> What the task requires
Below are lines of data; restate word for word those running from the line containing "pub fn resolve_client<R>(repo: &R, client_id: ClientId)" to the line containing "followed by a", inclusive, and no others.

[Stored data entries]
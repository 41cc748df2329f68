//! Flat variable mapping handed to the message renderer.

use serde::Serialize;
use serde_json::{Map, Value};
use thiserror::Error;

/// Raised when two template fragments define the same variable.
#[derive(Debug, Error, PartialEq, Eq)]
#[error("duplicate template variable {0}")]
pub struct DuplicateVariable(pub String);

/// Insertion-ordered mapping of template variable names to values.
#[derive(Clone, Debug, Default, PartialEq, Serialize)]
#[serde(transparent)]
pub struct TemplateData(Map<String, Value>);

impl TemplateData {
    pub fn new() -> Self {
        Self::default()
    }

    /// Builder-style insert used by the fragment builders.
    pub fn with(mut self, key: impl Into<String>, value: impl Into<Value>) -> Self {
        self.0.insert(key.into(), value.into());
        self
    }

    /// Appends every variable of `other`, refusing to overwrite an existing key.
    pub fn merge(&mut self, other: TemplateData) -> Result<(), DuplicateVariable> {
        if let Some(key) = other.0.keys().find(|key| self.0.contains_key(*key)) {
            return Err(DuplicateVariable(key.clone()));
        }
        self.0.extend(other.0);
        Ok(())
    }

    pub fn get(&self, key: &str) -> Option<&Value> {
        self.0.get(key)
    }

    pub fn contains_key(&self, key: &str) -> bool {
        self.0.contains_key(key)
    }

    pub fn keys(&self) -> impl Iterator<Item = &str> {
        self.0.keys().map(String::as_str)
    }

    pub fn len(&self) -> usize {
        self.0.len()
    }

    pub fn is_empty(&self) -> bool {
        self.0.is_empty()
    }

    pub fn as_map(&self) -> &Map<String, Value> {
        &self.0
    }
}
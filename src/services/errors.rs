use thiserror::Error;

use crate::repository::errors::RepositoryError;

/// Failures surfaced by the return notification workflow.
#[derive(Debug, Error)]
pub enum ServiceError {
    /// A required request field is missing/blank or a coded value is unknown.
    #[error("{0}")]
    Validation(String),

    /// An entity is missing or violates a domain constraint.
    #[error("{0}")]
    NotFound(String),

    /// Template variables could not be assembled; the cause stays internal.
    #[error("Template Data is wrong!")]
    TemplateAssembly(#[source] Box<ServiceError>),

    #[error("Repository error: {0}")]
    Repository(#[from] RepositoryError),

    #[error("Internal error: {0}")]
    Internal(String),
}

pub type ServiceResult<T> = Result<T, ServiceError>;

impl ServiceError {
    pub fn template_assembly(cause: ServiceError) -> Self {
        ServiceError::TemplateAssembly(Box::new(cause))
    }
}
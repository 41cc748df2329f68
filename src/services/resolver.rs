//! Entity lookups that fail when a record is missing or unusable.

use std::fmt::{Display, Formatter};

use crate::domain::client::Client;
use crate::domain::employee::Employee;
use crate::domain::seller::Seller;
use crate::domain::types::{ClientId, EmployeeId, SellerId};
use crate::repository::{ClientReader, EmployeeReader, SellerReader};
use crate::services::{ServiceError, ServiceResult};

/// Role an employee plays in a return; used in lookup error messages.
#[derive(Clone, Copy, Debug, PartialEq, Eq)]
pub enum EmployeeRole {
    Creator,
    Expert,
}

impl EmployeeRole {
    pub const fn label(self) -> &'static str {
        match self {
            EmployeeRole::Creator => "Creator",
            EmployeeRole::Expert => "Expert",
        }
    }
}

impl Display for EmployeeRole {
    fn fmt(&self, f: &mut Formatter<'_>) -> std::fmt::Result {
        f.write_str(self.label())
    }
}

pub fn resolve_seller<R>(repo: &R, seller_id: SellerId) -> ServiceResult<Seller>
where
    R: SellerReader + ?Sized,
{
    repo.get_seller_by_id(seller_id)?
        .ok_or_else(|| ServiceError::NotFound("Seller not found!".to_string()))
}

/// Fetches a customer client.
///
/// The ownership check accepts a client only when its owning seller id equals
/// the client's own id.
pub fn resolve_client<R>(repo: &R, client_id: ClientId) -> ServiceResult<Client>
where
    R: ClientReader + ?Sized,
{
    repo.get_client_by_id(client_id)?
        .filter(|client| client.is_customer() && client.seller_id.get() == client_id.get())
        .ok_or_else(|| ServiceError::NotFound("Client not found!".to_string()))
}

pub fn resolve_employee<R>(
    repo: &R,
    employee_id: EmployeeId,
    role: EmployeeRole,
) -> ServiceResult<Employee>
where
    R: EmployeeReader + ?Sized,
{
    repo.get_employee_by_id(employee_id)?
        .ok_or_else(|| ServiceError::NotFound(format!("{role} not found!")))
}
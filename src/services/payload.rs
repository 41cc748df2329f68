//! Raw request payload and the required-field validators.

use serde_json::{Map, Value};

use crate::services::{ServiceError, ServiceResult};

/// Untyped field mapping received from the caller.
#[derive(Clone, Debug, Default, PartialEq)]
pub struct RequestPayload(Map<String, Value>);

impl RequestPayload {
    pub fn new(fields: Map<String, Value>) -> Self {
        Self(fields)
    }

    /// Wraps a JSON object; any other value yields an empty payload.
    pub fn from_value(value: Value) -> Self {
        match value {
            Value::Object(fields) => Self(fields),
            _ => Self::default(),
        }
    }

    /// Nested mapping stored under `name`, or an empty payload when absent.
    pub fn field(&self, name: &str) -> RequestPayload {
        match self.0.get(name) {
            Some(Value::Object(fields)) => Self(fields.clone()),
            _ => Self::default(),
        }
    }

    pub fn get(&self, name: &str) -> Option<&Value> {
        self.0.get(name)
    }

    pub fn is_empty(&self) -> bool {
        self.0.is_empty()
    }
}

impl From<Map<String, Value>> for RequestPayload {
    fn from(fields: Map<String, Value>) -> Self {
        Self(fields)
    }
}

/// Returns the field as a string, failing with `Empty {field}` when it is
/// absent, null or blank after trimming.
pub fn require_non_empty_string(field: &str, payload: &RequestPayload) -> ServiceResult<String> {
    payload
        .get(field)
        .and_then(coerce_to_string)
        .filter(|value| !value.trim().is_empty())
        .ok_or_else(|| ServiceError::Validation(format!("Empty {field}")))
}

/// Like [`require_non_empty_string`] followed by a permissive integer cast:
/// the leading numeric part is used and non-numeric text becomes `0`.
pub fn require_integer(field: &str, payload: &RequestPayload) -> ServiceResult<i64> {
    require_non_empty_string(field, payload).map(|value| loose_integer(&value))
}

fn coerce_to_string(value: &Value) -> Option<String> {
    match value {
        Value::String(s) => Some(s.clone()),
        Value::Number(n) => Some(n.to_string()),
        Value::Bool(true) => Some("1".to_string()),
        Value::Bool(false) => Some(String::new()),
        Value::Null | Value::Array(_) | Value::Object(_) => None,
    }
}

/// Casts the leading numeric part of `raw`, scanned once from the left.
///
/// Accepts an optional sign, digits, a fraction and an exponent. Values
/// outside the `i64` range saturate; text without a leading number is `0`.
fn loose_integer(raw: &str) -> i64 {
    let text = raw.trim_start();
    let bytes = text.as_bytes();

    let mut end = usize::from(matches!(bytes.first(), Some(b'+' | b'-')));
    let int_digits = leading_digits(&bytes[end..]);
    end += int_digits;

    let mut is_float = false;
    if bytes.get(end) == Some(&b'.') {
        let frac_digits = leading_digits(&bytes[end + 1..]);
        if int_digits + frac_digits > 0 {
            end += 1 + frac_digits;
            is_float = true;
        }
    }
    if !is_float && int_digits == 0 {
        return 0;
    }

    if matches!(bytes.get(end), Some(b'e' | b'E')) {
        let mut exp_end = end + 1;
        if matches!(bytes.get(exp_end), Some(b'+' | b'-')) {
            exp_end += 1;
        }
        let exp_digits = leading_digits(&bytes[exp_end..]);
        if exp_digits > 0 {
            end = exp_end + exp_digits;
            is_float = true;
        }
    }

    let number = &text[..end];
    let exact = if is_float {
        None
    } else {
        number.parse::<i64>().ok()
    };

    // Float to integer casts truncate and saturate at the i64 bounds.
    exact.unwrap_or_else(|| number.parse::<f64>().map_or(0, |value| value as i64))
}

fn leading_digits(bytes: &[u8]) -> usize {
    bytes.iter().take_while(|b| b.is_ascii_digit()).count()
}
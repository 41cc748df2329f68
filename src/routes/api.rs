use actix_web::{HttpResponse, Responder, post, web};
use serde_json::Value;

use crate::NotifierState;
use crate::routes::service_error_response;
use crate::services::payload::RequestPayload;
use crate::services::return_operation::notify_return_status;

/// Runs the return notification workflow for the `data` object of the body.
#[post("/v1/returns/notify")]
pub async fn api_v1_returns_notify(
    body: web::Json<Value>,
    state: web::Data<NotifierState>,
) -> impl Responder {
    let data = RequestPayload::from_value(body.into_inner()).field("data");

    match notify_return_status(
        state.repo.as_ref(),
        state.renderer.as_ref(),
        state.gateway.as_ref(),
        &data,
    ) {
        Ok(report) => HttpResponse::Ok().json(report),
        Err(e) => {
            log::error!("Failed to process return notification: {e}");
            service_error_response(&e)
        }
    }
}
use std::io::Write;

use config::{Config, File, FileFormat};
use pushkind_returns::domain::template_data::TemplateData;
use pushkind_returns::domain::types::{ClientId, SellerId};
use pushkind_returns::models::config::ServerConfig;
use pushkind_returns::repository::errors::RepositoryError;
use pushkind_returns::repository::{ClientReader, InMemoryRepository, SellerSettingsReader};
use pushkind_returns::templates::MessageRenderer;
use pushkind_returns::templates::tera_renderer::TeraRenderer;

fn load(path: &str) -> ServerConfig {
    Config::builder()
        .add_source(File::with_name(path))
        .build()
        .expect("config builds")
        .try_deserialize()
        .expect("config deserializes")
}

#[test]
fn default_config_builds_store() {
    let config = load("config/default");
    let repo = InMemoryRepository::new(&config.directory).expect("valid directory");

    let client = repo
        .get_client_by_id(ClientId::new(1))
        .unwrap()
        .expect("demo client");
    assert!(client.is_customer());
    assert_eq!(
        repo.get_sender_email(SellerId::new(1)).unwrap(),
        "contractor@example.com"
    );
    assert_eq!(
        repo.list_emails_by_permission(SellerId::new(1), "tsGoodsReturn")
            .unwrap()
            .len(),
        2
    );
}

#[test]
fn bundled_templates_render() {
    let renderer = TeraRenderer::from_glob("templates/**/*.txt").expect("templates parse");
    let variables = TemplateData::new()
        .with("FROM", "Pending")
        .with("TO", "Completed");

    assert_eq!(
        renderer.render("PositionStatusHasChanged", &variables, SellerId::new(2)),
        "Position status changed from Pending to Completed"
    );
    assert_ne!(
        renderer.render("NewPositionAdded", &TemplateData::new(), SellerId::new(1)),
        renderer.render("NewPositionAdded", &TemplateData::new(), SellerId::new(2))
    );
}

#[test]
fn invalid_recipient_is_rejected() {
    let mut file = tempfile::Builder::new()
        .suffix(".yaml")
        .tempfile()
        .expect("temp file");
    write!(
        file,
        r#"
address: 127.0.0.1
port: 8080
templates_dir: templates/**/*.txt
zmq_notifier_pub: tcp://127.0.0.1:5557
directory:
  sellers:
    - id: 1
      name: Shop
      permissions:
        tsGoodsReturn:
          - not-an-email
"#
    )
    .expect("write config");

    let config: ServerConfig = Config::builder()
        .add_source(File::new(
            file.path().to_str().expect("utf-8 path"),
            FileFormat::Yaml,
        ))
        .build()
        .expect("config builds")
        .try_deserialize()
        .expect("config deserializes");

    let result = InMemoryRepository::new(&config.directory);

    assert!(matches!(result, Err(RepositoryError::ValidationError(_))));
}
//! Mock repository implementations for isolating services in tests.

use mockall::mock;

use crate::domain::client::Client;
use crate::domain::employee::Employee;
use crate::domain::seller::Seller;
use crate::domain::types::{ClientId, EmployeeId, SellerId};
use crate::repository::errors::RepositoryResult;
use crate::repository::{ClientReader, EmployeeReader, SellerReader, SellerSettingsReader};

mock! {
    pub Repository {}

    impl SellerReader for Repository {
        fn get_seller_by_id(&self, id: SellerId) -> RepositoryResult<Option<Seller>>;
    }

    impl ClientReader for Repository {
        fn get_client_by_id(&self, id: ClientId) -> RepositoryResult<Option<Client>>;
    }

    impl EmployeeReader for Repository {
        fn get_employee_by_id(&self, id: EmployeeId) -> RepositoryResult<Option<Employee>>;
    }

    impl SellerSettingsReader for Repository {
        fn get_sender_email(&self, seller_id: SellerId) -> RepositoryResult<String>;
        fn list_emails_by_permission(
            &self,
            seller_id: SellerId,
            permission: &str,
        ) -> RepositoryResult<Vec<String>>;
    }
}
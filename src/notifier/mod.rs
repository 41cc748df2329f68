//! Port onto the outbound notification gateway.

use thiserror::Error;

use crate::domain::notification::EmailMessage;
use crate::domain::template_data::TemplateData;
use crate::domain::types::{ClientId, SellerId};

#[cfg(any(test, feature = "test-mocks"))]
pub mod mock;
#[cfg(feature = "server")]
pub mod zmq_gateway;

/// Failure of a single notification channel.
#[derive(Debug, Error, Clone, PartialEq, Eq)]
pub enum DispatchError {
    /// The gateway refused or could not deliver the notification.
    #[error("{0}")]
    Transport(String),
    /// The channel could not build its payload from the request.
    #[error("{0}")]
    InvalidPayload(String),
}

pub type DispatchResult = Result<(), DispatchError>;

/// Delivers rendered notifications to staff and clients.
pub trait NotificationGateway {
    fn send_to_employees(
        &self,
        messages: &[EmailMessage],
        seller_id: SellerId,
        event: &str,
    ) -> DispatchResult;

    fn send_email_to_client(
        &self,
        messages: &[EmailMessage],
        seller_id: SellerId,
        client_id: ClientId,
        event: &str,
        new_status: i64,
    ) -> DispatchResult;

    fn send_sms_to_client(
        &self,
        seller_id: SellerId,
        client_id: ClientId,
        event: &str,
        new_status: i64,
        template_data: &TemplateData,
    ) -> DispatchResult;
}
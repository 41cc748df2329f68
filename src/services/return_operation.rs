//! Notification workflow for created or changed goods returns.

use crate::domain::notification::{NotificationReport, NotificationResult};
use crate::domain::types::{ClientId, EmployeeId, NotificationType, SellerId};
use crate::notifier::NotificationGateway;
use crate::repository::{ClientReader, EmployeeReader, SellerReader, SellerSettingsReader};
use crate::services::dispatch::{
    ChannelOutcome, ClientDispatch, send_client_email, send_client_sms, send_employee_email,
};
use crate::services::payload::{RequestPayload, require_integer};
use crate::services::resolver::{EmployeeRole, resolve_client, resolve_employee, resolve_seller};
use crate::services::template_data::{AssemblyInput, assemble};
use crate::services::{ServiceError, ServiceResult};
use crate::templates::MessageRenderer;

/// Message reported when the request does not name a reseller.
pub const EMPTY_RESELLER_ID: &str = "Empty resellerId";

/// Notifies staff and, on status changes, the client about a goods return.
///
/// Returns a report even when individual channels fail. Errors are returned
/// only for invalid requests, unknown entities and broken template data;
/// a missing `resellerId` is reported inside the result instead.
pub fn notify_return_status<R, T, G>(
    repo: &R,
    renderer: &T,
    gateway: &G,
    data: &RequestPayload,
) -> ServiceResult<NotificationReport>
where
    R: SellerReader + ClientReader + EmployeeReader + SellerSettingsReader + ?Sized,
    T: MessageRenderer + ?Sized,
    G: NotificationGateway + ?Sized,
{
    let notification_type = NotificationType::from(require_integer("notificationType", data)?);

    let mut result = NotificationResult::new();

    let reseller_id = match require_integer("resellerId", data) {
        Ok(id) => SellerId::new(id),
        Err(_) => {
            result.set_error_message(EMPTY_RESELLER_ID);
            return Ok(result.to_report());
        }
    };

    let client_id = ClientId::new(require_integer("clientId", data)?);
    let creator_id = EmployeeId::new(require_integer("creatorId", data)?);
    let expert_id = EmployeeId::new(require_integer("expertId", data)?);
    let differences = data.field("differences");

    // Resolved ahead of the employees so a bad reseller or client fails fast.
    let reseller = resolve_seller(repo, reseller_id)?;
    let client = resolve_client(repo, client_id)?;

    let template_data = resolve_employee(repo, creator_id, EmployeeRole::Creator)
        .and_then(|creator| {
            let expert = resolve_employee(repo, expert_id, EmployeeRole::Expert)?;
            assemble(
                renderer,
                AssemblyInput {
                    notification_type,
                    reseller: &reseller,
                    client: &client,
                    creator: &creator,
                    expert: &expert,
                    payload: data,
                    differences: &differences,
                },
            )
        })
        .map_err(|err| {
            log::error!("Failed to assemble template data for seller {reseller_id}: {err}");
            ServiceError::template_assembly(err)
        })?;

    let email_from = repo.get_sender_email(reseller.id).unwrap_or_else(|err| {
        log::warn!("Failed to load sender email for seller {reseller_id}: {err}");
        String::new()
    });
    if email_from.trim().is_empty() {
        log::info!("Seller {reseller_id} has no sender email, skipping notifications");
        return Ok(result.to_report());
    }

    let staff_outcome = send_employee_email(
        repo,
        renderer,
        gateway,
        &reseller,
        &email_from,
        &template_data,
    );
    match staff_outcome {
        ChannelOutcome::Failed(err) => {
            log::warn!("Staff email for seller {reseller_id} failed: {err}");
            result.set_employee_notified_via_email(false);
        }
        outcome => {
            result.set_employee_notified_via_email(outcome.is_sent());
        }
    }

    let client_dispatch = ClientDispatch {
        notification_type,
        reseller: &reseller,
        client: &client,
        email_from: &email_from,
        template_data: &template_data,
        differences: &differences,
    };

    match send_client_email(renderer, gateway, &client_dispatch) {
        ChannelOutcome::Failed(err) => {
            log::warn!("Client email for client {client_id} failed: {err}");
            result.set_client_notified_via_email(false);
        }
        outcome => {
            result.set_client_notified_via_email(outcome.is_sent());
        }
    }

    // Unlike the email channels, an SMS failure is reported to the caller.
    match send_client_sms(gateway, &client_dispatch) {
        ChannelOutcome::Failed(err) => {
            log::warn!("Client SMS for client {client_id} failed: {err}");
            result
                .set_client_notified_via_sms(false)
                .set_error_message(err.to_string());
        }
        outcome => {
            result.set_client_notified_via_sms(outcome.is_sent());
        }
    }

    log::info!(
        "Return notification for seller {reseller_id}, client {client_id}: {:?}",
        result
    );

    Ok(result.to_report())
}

> Result
pub fn resolve_client<R>(repo: &R, client_id: ClientId) -> ServiceResult<Client>
where
    R: ClientReader + ?Sized,
{
    repo.get_client_by_id(client_id)?
        .filter(|client| client.is_customer() && client.seller_id.get() == client_id.get())
        .ok_or_else(|| ServiceError::NotFound("Client not found!".to_string()))
}

pub fn resolve_employee<R>(
    repo: &R,
    employee_id: EmployeeId,
    role: EmployeeRole,
) -> ServiceResult<Employee>
where
    R: EmployeeReader + ?Sized,
{
    repo.get_employee_by_id(employee_id)?
        .ok_or_else(|| ServiceError::NotFound(format!("{role} not found!")))
}
filename src/services/payload.rs
repository 41cc748df2329f68
//! Raw request payload and the required-field validators.

use serde_json::{Map, Value};

use crate::services::{ServiceError, ServiceResult};

/// Untyped field mapping received from the caller.
#[derive(Clone, Debug, Default, PartialEq)]
pub struct RequestPayload(Map<String, Value>);

impl RequestPayload {
    pub fn new(fields: Map<String, Value>) -> Self {
        Self(fields)
    }

    /// Wraps a JSON object; any other value yields an empty payload.
    pub fn from_value(value: Value) -> Self {
        match value {
            Value::Object(fields) => Self(fields),
            _ => Self::default(),
        }
    }

    /// Nested mapping stored under `name`, or an empty payload when absent.
    pub fn field(&self, name: &str) -> RequestPayload {
        match self.0.get(name) {
            Some(Value::Object(fields)) => Self(fields.clone()),
            _ => Self::default(),
        }
    }

    pub fn get(&self, name: &str) -> Option<&Value> {
        self.0.get(name)
    }

    pub fn is_empty(&self) -> bool {
        self.0.is_empty()
    }
}

impl From<Map<String, Value>> for RequestPayload {
    fn from(fields: Map<String, Value>) -> Self {
        Self(fields)
    }
}

/// Returns the field as a string, failing with `Empty {field}` when it is
/// absent, null or blank after trimming.
pub fn require_non_empty_string(field: &str, payload: &RequestPayload) -> ServiceResult<String> {
    payload
        .get(field)
        .and_then(coerce_to_string)
        .filter(|value| !value.trim().is_empty())
        .ok_or_else(|| ServiceError::Validation(format!("Empty {field}")))
}

/// Like [`require_non_empty_string`] followed by a permissive integer cast:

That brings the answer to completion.